According to a survey by the Urban Institute, about 10.6 million people received health insurance between September 2013 and September 2014. This has reduced the nationwide uninsured rate from 17.7% to 12.4%. Medicaid expansion has been one of the major reasons for the decline in the uninsured rate. The above map shows the states in the US that have adopted Medicaid expansion.
According to the ACA, Medicaid expansion programs involve states changing the eligibility limits of Medicaid coverage to include population up to 138% of the federal poverty line. As the Supreme Court has made the program, a total of 28 states have currently adopted the expansion program. According to a report by the PricewaterhouseCoopers’ Health Research Institute, hospitals in states that adopted Medicaid expansion have experienced better performance than the remaining states in the US.

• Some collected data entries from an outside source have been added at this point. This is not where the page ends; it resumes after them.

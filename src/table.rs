use std::fs::File;
use std::io::{BufWriter, Write};
use std::path::Path;

use tracing::info;

use crate::data_structures::{Episode, IndexRecord};
use crate::error::EnsoError;

fn fmt_id(id: Option<u32>) -> String {
    id.map(|v| v.to_string()).unwrap_or_default()
}

/// Write the index table: one row per month with the ONI value, phase,
/// per-category event ids and episode intensity. Absent ids and Neutral
/// intensities are empty cells.
pub fn write_index_table(path: &Path, records: &[IndexRecord]) -> Result<(), EnsoError> {
    let mut out = BufWriter::new(File::create(path)?);
    writeln!(
        out,
        "valid_time,ONI,Phase,ElNino_event,LaNina_event,Neutral_event,Intensity"
    )?;
    for rec in records {
        writeln!(
            out,
            "{},{:.4},{},{},{},{},{}",
            rec.time.format("%Y-%m-%d"),
            rec.oni,
            rec.phase.label(),
            fmt_id(rec.warm_event),
            fmt_id(rec.cool_event),
            fmt_id(rec.neutral_event),
            rec.intensity.map(|i| i.label()).unwrap_or(""),
        )?;
    }
    out.flush()?;
    info!(path = %path.display(), rows = records.len(), "index table written");
    Ok(())
}

/// Write the canonical event table: `(start, end)` period plus phase and
/// intensity per episode.
pub fn write_event_table(path: &Path, episodes: &[Episode]) -> Result<(), EnsoError> {
    let mut out = BufWriter::new(File::create(path)?);
    writeln!(out, "Period,Phase,Intensity")?;
    for ep in episodes {
        writeln!(
            out,
            "\"({}, {})\",{},{}",
            ep.start.format("%Y-%m-%d"),
            ep.end.format("%Y-%m-%d"),
            ep.phase.label(),
            ep.intensity.label(),
        )?;
    }
    out.flush()?;
    info!(path = %path.display(), rows = episodes.len(), "event table written");
    Ok(())
}

#[cfg(test)]
mod tests {
    use super::*;
    use crate::data_structures::{month_start, Intensity, Phase};

    #[test]
    fn index_table_rows_format() {
        let records = vec![
            IndexRecord {
                time: month_start(2015, 6),
                oni: 0.8123,
                phase: Phase::Warm,
                warm_event: Some(3),
                cool_event: None,
                neutral_event: None,
                intensity: Some(Intensity::Weak),
            },
            IndexRecord {
                time: month_start(2015, 7),
                oni: -0.05,
                phase: Phase::Neutral,
                warm_event: None,
                cool_event: None,
                neutral_event: Some(7),
                intensity: None,
            },
        ];
        let dir = std::env::temp_dir().join("enso_oni_table_test");
        std::fs::create_dir_all(&dir).unwrap();
        let path = dir.join("oni_data.csv");
        write_index_table(&path, &records).unwrap();
        let text = std::fs::read_to_string(&path).unwrap();
        let lines: Vec<&str> = text.lines().collect();
        assert_eq!(
            lines[0],
            "valid_time,ONI,Phase,ElNino_event,LaNina_event,Neutral_event,Intensity"
        );
        assert_eq!(lines[1], "2015-06-01,0.8123,El Nino,3,,,Weak");
        assert_eq!(lines[2], "2015-07-01,-0.0500,Neutral,,,7,");
    }

    #[test]
    fn event_table_rows_format() {
        let episodes = vec![Episode {
            start: month_start(2015, 6),
            end: month_start(2016, 4),
            phase: Phase::Warm,
            intensity: Intensity::VeryStrong,
        }];
        let dir = std::env::temp_dir().join("enso_oni_table_test");
        std::fs::create_dir_all(&dir).unwrap();
        let path = dir.join("oni_events.csv");
        write_event_table(&path, &episodes).unwrap();
        let text = std::fs::read_to_string(&path).unwrap();
        assert_eq!(
            text.lines().nth(1).unwrap(),
            "\"(2015-06-01, 2016-04-01)\",El Nino,Very Strong"
        );
    }
}
use chrono::Datelike;
use ndarray::Array3;
use rand::rngs::StdRng;
use rand_distr::{Distribution, Normal};

use crate::data_structures::{month_start, SstField};

/// Synthetic monthly SST field with an annual cycle, a multi-year
/// ENSO-like oscillation localized around the central-east equatorial
/// Pacific, and white noise. Deterministic apart from the seeded rng, so
/// examples and tests can run the full pipeline without real data.
pub fn synthetic_sst_field(rng: &mut StdRng, start_year: i32, end_year: i32) -> SstField {
    // 2.5° latitude band around the equator, 5° longitude around the globe
    let lats: Vec<f64> = (0..9).map(|i| -10.0 + 2.5 * i as f64).collect();
    let lons: Vec<f64> = (0..72).map(|i| -180.0 + 5.0 * i as f64).collect();

    let n_months = ((end_year - start_year + 1) * 12) as usize;
    let times: Vec<_> = (0..n_months)
        .map(|i| month_start(start_year + (i as i32) / 12, (i as u32) % 12 + 1))
        .collect();

    let noise = Normal::new(0.0, 0.15).unwrap();
    let mut data = Array3::zeros((n_months, lats.len(), lons.len()));
    for (t, time) in times.iter().enumerate() {
        let month_angle = 2.0 * std::f64::consts::PI * (time.month0() as f64) / 12.0;
        let osc = enso_oscillation(t as f64);
        for (i, &lat) in lats.iter().enumerate() {
            let annual = 1.5 * month_angle.cos() * (lat / 10.0);
            let lat_taper = (-0.5 * (lat / 7.5).powi(2)).exp();
            for (j, &lon) in lons.iter().enumerate() {
                let pattern = lat_taper * lon_taper(lon);
                data[(t, i, j)] =
                    26.0 + annual + osc * pattern + noise.sample(rng);
            }
        }
    }

    SstField {
        times,
        lats,
        lons,
        data,
    }
}

// Slow irregular oscillation in °C; peaks past ±2 now and then so every
// intensity tier shows up over a long run.
fn enso_oscillation(t_months: f64) -> f64 {
    let y = t_months / 12.0;
    1.4 * (2.0 * std::f64::consts::PI * y / 3.7).sin()
        + 0.9 * (2.0 * std::f64::consts::PI * y / 5.3 + 1.0).sin()
}

// Anomaly pattern peaked near 145°W, fading toward the basin edges. The
// dateline discontinuity in geographic longitude is handled by distance on
// the circle.
fn lon_taper(lon: f64) -> f64 {
    let center = -145.0;
    let mut d = (lon - center).abs() % 360.0;
    if d > 180.0 {
        d = 360.0 - d;
    }
    (-0.5 * (d / 45.0).powi(2)).exp()
}

#[cfg(test)]
mod tests {
    use super::*;
    use rand::SeedableRng;

    #[test]
    fn field_dimensions_match_range() {
        let mut rng = StdRng::seed_from_u64(7);
        let field = synthetic_sst_field(&mut rng, 1990, 2024);
        assert_eq!(field.times.len(), 35 * 12);
        assert_eq!(field.data.dim(), (35 * 12, 9, 72));
        assert_eq!(field.times[0], month_start(1990, 1));
        assert_eq!(*field.times.last().unwrap(), month_start(2024, 12));
    }

    #[test]
    fn oscillation_reaches_both_extremes() {
        let values: Vec<f64> = (0..(40 * 12)).map(|t| enso_oscillation(t as f64)).collect();
        assert!(values.iter().cloned().fold(f64::MIN, f64::max) > 2.0);
        assert!(values.iter().cloned().fold(f64::MAX, f64::min) < -2.0);
    }

    #[test]
    fn pattern_peaks_in_the_nino34_box() {
        assert!(lon_taper(-145.0) > lon_taper(-60.0));
        assert!(lon_taper(-145.0) > lon_taper(130.0));
        // circle distance: 170 is 45° from -145, not 315°
        assert!(lon_taper(170.0) > lon_taper(60.0));
    }
}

For-profit hospital operators such as HCA Holdings (HCA), Community Health Systems (CYH), LifePoint Hospitals (LPNT), and Universal Health Services (UHS) recorded higher-than-expected profits in the second and the third quarters of 2014. Medicaid expansion substantially reduced the bad debt expense or the uncompensated care costs of hospital companies and boosted their profits. Tenet Healthcare reported a reduction of $78 million in bad debt expenses in the second quarter of 2014. Community Health Systems also attributed an extra $40 million to $45 million earnings to the increase in the insured population.
The PricewaterhouseCoopers’ Health Research Institute also reported a decline in uninsured admissions and increased Medicaid admissions in expansion states for Community Health Systems, HCA holdings, and Tenet Healthcare.